Público & Pragmático

Atualização dos programas de compliance a partir do Decreto nº 11.129/2022

Autor

  • André Castro Carvalho

    é bacharel mestre e doutor em Direito pela Universidade de São Paulo com estudos em nível de pós-doutorado no Massachusetts Institute of Technology - MIT (em 2016) e na Faculdade de Direito da USP (2017-2018) professor de pós-graduação e educação executiva em diversas escolas de negócios como Insper Ibmec-SP Trevisan FIPE FIA e Fipecafi ex-vice-presidente do Instituto Brasileiro de Direito e Ética Empresarial (2019-2023) e atualmente membro do seu Comitê de Ética membro de Comitê de Auditoria em duas companhias em São Paulo consultor e advogado em São Paulo.

24 de julho de 2022, 8h01

Contexto geral
O Decreto nº 11.129/2022, de 11 de julho de 2022, veio a substituir o defasado Decreto nº 8.420/2015, que não recebeu nenhuma atualização nesses mais de sete anos de vigência.

Com o amadurecimento dos programas de compliance no Brasil nesse período, era natural que o decreto anterior não comportasse as práticas mais modernas de compliance nas organizações, o que faz com que tal atualização tenha vindo em boa hora.

No geral, o decreto trouxe alterações positivas e aproximou mais o programa de integridade do sistema de gestão da conformidade trazidos pela normalização internacional, como as ISO 37301 (sistema de gestão de compliance) e ISO 37001 (sistema de gestão antissuborno).

A nossa análise preliminar do novel decreto decidiu focar em cinco aspectos relevantes para que as empresas possam considerar no momento de atualização do seu programa de compliance à luz do Decreto nº 11.129/2022.

1) Ampliação do escopo do programa
O artigo 56, I, do novo decreto deixou bastante claro o tripé que qualquer programa de compliance deve exibir, devendo prevenir (ou seja, evitar atos ilícitos), detectar (encontrar irregularidades em curso) e sanar (isto é, remediar situações de desvios ocorridos).

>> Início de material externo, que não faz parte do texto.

use std::{
    collections::BTreeMap,
    path::{Path, PathBuf},
};

use serde::{Deserialize, Serialize};
use tokio::sync::Mutex;

use crate::{
    record::Entity,
    store::{StoreAdapter, StoreError, VersionToken, Versioned, WriteOutcome},
};

#[derive(Clone, Default, Serialize, Deserialize)]
struct Document {
    next_etag: u64,
    rows: Vec<Row>,
}

#[derive(Clone, Serialize, Deserialize)]
struct Row {
    etag: u64,
    entity: Entity,
}

struct State {
    next_etag: u64,
    rows: BTreeMap<(String, String), Row>,
}

impl State {
    fn document(&self) -> Document {
        Document {
            next_etag: self.next_etag,
            rows: self.rows.values().cloned().collect(),
        }
    }
}

fn etag(version: u64) -> VersionToken {
    VersionToken::new(format!("W/\"{version}\""))
}

/// A table persisted as a single JSON document.
///
/// Every successful write rewrites the file through a temporary sibling and
/// an atomic rename, so a crash leaves either the old or the new document
/// behind. Conditional writes are serialized by an async mutex, which makes
/// the store safe for any number of allocators **within one process**. Two
/// processes must not share the same file.
pub struct FileStore {
    path: PathBuf,
    state: Mutex<State>,
}

impl FileStore {
    /// Opens the store at `path`, starting empty if the file does not exist.
    ///
    /// # Errors
    ///
    /// Returns [`StoreError::Io`] if the file cannot be read and
    /// [`StoreError::Malformed`] if it is not a valid store document.
    pub async fn open(path: impl AsRef<Path>) -> Result<Self, StoreError> {
        let path = path.as_ref().to_path_buf();
        let document = match tokio::fs::read(&path).await {
            Ok(bytes) => serde_json::from_slice::<Document>(&bytes)
                .map_err(|e| StoreError::Malformed(format!("{}: {e}", path.display())))?,
            Err(e) if e.kind() == std::io::ErrorKind::NotFound => Document::default(),
            Err(e) => return Err(e.into()),
        };

        #[cfg(feature = "tracing")]
        tracing::debug!(
            "Opened file store {} with {} rows",
            path.display(),
            document.rows.len()
        );

        let rows = document
            .rows
            .into_iter()
            .map(|row| {
                let key = (row.entity.partition_key.clone(), row.entity.row_key.clone());
                (key, row)
            })
            .collect();

        Ok(Self {
            path,
            state: Mutex::new(State {
                next_etag: document.next_etag,
                rows,
            }),
        })
    }

    pub fn path(&self) -> &Path {
        &self.path
    }

    /// Sibling the document is staged in before the rename: the full file
    /// name plus `.tmp`, so it never collides with the store itself.
    fn tmp_path(&self) -> PathBuf {
        let mut name = self.path.file_name().unwrap_or_default().to_os_string();
        name.push(".tmp");
        self.path.with_file_name(name)
    }

    async fn persist(&self, document: &Document) -> Result<(), StoreError> {
        let bytes = serde_json::to_vec_pretty(document)
            .map_err(|e| StoreError::Malformed(e.to_string()))?;
        let tmp = self.tmp_path();
        tokio::fs::write(&tmp, bytes).await?;
        tokio::fs::rename(&tmp, &self.path).await?;
        Ok(())
    }

    /// Applies `entity` with a fresh ETag, persisting before the in-memory
    /// state changes so a failed write leaves both untouched.
    async fn commit(&self, state: &mut State, entity: Entity) -> Result<(), StoreError> {
        let key = (entity.partition_key.clone(), entity.row_key.clone());
        let etag = state.next_etag + 1;
        let mut document = state.document();
        document.next_etag = etag;
        match document
            .rows
            .iter_mut()
            .find(|row| row.entity.partition_key == key.0 && row.entity.row_key == key.1)
        {
            Some(row) => {
                row.etag = etag;
                row.entity = entity.clone();
            }
            None => document.rows.push(Row {
                etag,
                entity: entity.clone(),
            }),
        }

        self.persist(&document).await?;

        state.next_etag = etag;
        state.rows.insert(key, Row { etag, entity });
        Ok(())
    }
}

impl StoreAdapter for FileStore {
    async fn get(
        &self,
        partition_key: &str,
        row_key: &str,
    ) -> Result<Option<Versioned<Entity>>, StoreError> {
        let state = self.state.lock().await;
        Ok(state
            .rows
            .get(&(partition_key.to_owned(), row_key.to_owned()))
            .map(|row| Versioned {
                value: row.entity.clone(),
                version: etag(row.etag),
            }))
    }

    async fn insert_if_absent(&self, entity: Entity) -> Result<WriteOutcome, StoreError> {
        let mut state = self.state.lock().await;
        let key = (entity.partition_key.clone(), entity.row_key.clone());
        if state.rows.contains_key(&key) {
            return Ok(WriteOutcome::Conflict);
        }
        self.commit(&mut state, entity).await?;
        Ok(WriteOutcome::Success)
    }

    async fn replace_if_unchanged(
        &self,
        entity: Entity,
        version: &VersionToken,
    ) -> Result<WriteOutcome, StoreError> {
        let mut state = self.state.lock().await;
        let key = (entity.partition_key.clone(), entity.row_key.clone());
        match state.rows.get(&key) {
            Some(row) if etag(row.etag) == *version => {}
            _ => return Ok(WriteOutcome::Conflict),
        }
        self.commit(&mut state, entity).await?;
        Ok(WriteOutcome::Success)
    }
}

A antiga redação do artigo 41 do Decreto nº 8.420/2015 não deixava evidente esses três verbos (faltando, inclusive, o destaque à prevenção, que é a atividade mais importante do programa).

Um detalhe interessante é a potencial ampliação do escopo do programa de integridade — que é sinônimo dos programas de compliance anticorrupção, conhecidos no exterior como ABAC ou ABC Compliance (anti-bribery and corruption compliance).

O inciso II coloca que é objetivo do programa o fomento e a manutenção de uma cultura de integridade no ambiente organizacional, o que pode levar à necessidade de ampliação do escopo do programa de compliance vigente nas empresas para outras searas, conforme já debatemos antes [1], contemplando o combate ao abuso no ambiente de trabalho (assédio e discriminação), antifraude, lavagem de dinheiro, financiamento do terrorismo e o financiamento da proliferação de armas de destruição em massa (conhecido pela sigla PLD/FTP), sanctions compliance, concorrencial, tax compliance, digital compliance etc. Isso pode levar a uma discussão jurídica em relação a ir além do que disciplina a Lei nº 12.846/2013, podendo ser um dispositivo que ultrapassa a moldura legal existente.

No entanto, em termos de gestão de compliance, entendemos que o profissional que exerce a função não deve se preocupar com essa discussão jurídica e deve focar no escopo mais amplo possível para o programa de integridade na sua organização, pois um ambiente de desconformidade também facilita a ocorrência de atos ilícitos contra a administração pública — o que está integralmente dentro do regulado pela Lei da Empresa Limpa.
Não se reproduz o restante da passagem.